- What to work on -
The word "source" marks the lines to find; copy every such line from the data below.

BEGIN Records shown

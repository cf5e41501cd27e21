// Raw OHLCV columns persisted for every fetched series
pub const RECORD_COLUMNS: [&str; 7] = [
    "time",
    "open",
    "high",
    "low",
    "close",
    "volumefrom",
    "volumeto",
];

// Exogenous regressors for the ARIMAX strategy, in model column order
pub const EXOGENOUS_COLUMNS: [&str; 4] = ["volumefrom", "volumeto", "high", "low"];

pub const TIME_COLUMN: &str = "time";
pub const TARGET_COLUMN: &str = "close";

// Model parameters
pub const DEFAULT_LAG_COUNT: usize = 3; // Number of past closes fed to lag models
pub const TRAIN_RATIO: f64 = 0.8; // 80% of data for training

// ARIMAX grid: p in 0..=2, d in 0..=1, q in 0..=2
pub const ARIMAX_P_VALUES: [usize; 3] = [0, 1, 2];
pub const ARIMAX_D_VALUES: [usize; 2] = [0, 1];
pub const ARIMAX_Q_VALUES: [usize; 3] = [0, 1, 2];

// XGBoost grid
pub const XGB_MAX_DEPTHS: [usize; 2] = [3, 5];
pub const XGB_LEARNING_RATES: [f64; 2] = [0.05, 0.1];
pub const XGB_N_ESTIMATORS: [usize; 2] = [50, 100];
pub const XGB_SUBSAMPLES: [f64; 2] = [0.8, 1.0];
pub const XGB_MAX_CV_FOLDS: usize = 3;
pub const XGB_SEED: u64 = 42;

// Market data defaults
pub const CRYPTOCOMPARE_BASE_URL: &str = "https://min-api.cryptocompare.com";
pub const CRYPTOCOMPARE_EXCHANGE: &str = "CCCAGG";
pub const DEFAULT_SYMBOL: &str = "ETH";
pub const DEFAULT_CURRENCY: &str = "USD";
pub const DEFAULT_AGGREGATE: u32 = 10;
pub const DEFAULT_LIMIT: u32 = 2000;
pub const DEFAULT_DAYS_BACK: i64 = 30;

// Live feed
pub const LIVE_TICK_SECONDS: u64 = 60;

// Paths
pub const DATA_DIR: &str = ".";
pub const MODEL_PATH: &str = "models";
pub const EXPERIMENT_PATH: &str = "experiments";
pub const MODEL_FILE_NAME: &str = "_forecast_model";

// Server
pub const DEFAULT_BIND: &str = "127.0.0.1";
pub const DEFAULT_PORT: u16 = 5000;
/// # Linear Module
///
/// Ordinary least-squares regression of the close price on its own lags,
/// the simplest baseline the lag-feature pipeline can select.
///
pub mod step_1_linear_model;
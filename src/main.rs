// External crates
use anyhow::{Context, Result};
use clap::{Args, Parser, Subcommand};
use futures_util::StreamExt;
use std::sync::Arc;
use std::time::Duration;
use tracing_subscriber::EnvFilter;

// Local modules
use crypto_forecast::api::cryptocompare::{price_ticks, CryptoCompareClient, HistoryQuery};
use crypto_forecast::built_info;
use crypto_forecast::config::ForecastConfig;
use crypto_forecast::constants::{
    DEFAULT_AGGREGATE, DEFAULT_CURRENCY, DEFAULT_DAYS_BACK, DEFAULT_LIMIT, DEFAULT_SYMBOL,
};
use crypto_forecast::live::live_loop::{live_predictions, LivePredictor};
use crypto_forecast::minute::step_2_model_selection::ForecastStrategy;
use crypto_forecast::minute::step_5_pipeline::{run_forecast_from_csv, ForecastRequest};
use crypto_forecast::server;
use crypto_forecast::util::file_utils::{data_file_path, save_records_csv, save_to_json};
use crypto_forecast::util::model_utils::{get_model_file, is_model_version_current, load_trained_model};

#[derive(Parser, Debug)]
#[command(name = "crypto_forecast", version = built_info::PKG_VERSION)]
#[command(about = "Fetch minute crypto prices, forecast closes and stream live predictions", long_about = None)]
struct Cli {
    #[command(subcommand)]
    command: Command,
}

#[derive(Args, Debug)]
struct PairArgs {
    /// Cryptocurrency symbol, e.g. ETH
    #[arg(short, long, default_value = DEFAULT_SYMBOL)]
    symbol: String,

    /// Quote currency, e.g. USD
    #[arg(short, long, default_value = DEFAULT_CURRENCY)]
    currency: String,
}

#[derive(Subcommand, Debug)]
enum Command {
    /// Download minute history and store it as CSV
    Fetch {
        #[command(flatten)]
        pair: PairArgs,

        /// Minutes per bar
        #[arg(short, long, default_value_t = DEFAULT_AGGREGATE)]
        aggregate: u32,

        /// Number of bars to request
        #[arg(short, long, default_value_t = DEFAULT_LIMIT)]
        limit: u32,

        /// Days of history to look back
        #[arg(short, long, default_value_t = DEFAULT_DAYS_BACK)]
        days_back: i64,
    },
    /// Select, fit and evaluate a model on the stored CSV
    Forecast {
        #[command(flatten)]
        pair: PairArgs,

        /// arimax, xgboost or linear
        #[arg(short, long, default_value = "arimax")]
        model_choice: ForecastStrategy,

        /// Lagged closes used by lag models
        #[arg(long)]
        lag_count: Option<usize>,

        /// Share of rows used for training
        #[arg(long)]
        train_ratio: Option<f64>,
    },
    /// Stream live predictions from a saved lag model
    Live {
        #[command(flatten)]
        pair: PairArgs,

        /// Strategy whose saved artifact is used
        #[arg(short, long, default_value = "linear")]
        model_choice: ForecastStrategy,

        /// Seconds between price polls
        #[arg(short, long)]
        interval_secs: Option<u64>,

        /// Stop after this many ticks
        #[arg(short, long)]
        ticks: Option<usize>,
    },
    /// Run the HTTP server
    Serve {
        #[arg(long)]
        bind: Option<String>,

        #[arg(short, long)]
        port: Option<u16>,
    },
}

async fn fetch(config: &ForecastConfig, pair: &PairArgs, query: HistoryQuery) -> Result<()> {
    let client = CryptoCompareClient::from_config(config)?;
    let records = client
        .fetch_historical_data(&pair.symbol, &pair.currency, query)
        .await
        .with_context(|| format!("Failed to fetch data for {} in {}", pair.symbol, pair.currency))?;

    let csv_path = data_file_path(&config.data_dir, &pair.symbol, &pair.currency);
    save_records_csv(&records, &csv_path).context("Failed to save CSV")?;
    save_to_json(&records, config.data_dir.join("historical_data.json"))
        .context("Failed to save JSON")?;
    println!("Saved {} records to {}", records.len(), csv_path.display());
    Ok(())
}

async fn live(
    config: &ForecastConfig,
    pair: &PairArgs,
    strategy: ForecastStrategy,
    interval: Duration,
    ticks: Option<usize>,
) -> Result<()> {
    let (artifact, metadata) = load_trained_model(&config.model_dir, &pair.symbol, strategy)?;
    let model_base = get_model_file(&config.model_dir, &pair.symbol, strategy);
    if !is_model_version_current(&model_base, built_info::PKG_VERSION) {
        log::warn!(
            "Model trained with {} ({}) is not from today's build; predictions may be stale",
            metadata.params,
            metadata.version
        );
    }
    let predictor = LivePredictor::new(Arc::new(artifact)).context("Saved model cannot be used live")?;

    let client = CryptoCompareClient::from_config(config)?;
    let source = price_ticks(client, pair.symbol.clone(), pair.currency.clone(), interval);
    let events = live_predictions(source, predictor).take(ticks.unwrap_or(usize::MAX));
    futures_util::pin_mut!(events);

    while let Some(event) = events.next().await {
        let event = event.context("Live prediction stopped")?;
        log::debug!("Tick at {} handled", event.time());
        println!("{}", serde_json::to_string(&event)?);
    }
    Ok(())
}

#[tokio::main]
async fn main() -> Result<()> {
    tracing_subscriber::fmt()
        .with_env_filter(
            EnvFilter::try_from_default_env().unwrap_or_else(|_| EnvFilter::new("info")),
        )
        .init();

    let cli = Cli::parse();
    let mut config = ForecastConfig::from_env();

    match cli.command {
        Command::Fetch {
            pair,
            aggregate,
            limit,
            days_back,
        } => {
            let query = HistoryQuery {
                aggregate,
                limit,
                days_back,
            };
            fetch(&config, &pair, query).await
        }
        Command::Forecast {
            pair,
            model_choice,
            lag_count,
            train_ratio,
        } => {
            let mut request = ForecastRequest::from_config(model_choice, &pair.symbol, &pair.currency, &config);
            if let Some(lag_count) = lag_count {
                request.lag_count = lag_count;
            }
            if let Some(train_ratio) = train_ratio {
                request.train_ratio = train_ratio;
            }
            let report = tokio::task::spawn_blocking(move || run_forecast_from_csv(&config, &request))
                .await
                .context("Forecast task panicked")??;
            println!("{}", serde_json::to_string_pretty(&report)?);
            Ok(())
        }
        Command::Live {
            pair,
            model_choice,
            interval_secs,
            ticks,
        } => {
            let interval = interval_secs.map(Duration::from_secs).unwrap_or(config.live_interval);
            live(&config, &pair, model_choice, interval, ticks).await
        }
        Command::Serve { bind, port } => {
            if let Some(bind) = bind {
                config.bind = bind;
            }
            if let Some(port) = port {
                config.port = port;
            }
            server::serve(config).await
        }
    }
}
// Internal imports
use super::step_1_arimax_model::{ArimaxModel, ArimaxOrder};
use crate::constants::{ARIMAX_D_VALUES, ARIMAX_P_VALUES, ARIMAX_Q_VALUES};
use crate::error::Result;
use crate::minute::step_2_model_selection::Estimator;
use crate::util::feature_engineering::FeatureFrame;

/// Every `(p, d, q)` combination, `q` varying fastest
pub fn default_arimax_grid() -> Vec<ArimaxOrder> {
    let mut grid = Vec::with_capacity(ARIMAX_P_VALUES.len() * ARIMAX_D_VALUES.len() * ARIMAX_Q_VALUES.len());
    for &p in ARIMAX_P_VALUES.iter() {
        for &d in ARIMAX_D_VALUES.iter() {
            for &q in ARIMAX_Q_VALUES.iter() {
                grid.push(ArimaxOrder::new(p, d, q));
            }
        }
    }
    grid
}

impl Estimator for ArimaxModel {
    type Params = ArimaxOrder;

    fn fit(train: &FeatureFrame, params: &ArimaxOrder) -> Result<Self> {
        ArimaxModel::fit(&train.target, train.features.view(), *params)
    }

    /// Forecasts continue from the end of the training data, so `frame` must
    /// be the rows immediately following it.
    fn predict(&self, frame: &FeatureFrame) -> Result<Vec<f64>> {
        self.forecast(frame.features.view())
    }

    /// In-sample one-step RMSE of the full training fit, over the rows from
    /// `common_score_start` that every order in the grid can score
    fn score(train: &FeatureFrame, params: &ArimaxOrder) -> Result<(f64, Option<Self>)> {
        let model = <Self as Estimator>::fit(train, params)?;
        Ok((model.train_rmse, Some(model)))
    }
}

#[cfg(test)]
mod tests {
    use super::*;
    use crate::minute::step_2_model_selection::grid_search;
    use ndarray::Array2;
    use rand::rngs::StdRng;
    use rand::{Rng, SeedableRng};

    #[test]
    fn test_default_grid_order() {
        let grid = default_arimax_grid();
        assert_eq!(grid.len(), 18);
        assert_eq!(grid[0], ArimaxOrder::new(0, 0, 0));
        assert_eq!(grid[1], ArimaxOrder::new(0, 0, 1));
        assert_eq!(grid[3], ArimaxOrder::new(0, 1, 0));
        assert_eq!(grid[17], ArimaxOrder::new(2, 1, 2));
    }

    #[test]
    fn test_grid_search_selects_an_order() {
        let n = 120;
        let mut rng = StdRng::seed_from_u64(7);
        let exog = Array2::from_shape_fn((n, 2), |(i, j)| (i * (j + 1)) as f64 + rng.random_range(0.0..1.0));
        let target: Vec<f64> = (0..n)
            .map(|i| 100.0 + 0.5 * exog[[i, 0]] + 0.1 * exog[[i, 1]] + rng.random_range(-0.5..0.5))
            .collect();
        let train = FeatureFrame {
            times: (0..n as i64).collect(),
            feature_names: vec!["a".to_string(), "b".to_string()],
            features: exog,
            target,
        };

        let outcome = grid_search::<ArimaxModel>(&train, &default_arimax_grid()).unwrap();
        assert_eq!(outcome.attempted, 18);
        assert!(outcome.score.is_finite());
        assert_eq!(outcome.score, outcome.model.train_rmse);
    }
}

END Records shown

- Answer to this exercise -
    let source = price_ticks(client, pair.symbol.clone(), pair.currency.clone(), interval);
    let events = live_predictions(source, predictor).take(ticks.unwrap_or(usize::MAX));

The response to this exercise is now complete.